Obra: "Joan of Arc's Death at the Stake" (1843), por Hermann Anton Stilke (1803 – 1860)

Praticar Religião é crime; persegui-la é liberdade de expressão?
Paulo Henrique Américo de Araújo, para Revista Catolicismo de julho de 2023



Se alguém se dispusesse a formular uma frase que defina, em poucas palavras, nosso mundo moderno, poderia escolher tranquilamente esta: época da insanidade e da contradição. Para demonstrá-lo, selecionei alguns fatos que deveriam entrar para os anais dos incontáveis absurdos e delírios deste triste início do século XXI. Eis o primeiro deles: no Canadá, jovem aluno católico foi preso após defender a fé no próprio colégio católico onde estuda!

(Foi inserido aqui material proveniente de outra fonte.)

// src/lib.rs
//
// Library entry point for FFI consumers (game engines, iOS/Swift, web).

mod animator;
mod bars;
mod bridge;
mod clock;
mod config;
mod engine;
mod event;
mod generator;
mod sort;
mod stage;
mod state;

pub mod ffi;

#[cfg(feature = "web")]
pub mod wasm;

// Re-export key types for Rust consumers
pub use animator::SwapAnimator;
pub use bars::{Bar, BarId, BarSet};
pub use bridge::{ControlHandle, EngineHandle, create_bridge};
pub use config::{
    ConfigError, ConfigResult, Distribution, MAX_SAMPLES, SortConfig, SwapCompletion,
};
pub use engine::Engine;
pub use event::{Cue, StageEvent};
pub use generator::{SampleGenerator, generate};
pub use sort::{ShakerSort, SortPhase, SortStats, Suspend, SwapPair};
pub use stage::{BarTransform, HeadlessStage, LiveBar, RecordingStage, Stage};
pub use state::{Command, CommandResult, EngineReadback, RunId};
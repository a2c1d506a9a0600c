// src/state/mod.rs
//
// Host-facing state layer.
//
// Commands describe what the host wants; readback describes what the
// engine is doing. The host never touches the engine's run directly.

mod command;
mod readback;

pub use command::*;
pub use readback::*;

Josh AlexanderNo final de 2022, Josh Alexander [foto] havia participado de protestos contra a utilização de banheiros femininos por estudantes transgêneros no St. Joseph’s Catholic High School, em Renfrew, Ontário. Em entrevista à Fox News1, o estudante declarou: “Alunas reclamaram comigo que estavam preocupadas porque meninos estavam usando os banheiros femininos. Isso se transformou em um debate na escola. Dei minha opinião sobre o assunto e usei as Escrituras para sustentá-la”. Então, o aluno recebeu da diretoria da escola uma suspensão pelo restante do ano de 2022.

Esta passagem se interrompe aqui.